(GIVEN DATA Opens)

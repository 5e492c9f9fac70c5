//! Provider abstractions for embeddings and text completion
//!
//! The pipeline only sees the two traits; concrete clients are picked from
//! configuration by [`from_config`].

pub mod embedding;
pub mod gemini;
pub mod llm;
pub mod ollama;
pub mod openai_compat;
pub mod probe;

use std::sync::Arc;

use crate::config::{LlmBackend, LlmConfig, RagConfig};
use crate::error::Result;

pub use embedding::{EmbedderId, EmbeddingProvider};
pub use gemini::GeminiClient;
pub use llm::CompletionProvider;
pub use ollama::{OllamaClient, OllamaEmbedder, OllamaLlm};
pub use openai_compat::OpenAiCompatClient;
pub use probe::{probe_models, ProbeAttempt, ProbeReport};

/// Build the configured embedding and completion providers
pub fn from_config(
    config: &RagConfig,
) -> Result<(Arc<dyn EmbeddingProvider>, Arc<dyn CompletionProvider>)> {
    let embedder: Arc<dyn EmbeddingProvider> = Arc::new(OllamaEmbedder::new(&config.embeddings)?);
    let llm: Arc<dyn CompletionProvider> = Arc::from(completion_for_model(
        &llm_config_for(config),
        config.llm.model_name(),
    )?);

    tracing::info!(
        "Providers: embeddings {}/{}, completion {}/{}",
        embedder.name(),
        embedder.model(),
        llm.name(),
        llm.model()
    );

    Ok((embedder, llm))
}

/// Completion settings with the Ollama URL inherited from the embedding
/// section when the LLM section does not set one
pub fn llm_config_for(config: &RagConfig) -> LlmConfig {
    let mut llm = config.llm.clone();
    if llm.provider == LlmBackend::Ollama && llm.base_url.is_none() {
        llm.base_url = Some(config.embeddings.base_url.clone());
    }
    llm
}

/// Build a completion provider for `config`'s backend using `model`
pub fn completion_for_model(config: &LlmConfig, model: &str) -> Result<Box<dyn CompletionProvider>> {
    let config = LlmConfig {
        model: Some(model.to_string()),
        ..config.clone()
    };

    Ok(match config.provider {
        LlmBackend::Groq | LlmBackend::OpenAi => Box::new(OpenAiCompatClient::new(&config)?),
        LlmBackend::Ollama => Box::new(OllamaLlm::new(&config)?),
        LlmBackend::Gemini => Box::new(GeminiClient::new(&config)?),
    })
}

(GIVEN DATA Closes)

The reply must repeat all of the records precisely.

repository 5e492c9f9fac70c5
//! Provider abstractions for embeddings and text completion
//!
//! The pipeline only sees the two traits; concrete clients are picked from
//! configuration by [`from_config`].

pub mod embedding;
pub mod gemini;
pub mod llm;
pub mod ollama;
pub mod openai_compat;
pub mod probe;

use std::sync::Arc;

use crate::config::{LlmBackend, LlmConfig, RagConfig};
use crate::error::Result;

pub use embedding::{EmbedderId, EmbeddingProvider};
pub use gemini::GeminiClient;
pub use llm::CompletionProvider;
pub use ollama::{OllamaClient, OllamaEmbedder, OllamaLlm};
pub use openai_compat::OpenAiCompatClient;
pub use probe::{probe_models, ProbeAttempt, ProbeReport};

/// Build the configured embedding and completion providers
pub fn from_config(
    config: &RagConfig,
) -> Result<(Arc<dyn EmbeddingProvider>, Arc<dyn CompletionProvider>)> {
    let embedder: Arc<dyn EmbeddingProvider> = Arc::new(OllamaEmbedder::new(&config.embeddings)?);
    let llm: Arc<dyn CompletionProvider> = Arc::from(completion_for_model(
        &llm_config_for(config),
        config.llm.model_name(),
    )?);

    tracing::info!(
        "Providers: embeddings {}/{}, completion {}/{}",
        embedder.name(),
        embedder.model(),
        llm.name(),
        llm.model()
    );

    Ok((embedder, llm))
}

/// Completion settings with the Ollama URL inherited from the embedding
/// section when the LLM section does not set one
pub fn llm_config_for(config: &RagConfig) -> LlmConfig {
    let mut llm = config.llm.clone();
    if llm.provider == LlmBackend::Ollama && llm.base_url.is_none() {
        llm.base_url = Some(config.embeddings.base_url.clone());
    }
    llm
}

/// Build a completion provider for `config`'s backend using `model`
pub fn completion_for_model(config: &LlmConfig, model: &str) -> Result<Box<dyn CompletionProvider>> {
    let config = LlmConfig {
        model: Some(model.to_string()),
        ..config.clone()
    };

    Ok(match config.provider {
        LlmBackend::Groq | LlmBackend::OpenAi => Box::new(OpenAiCompatClient::new(&config)?),
        LlmBackend::Ollama => Box::new(OllamaLlm::new(&config)?),
        LlmBackend::Gemini => Box::new(GeminiClient::new(&config)?),
    })
}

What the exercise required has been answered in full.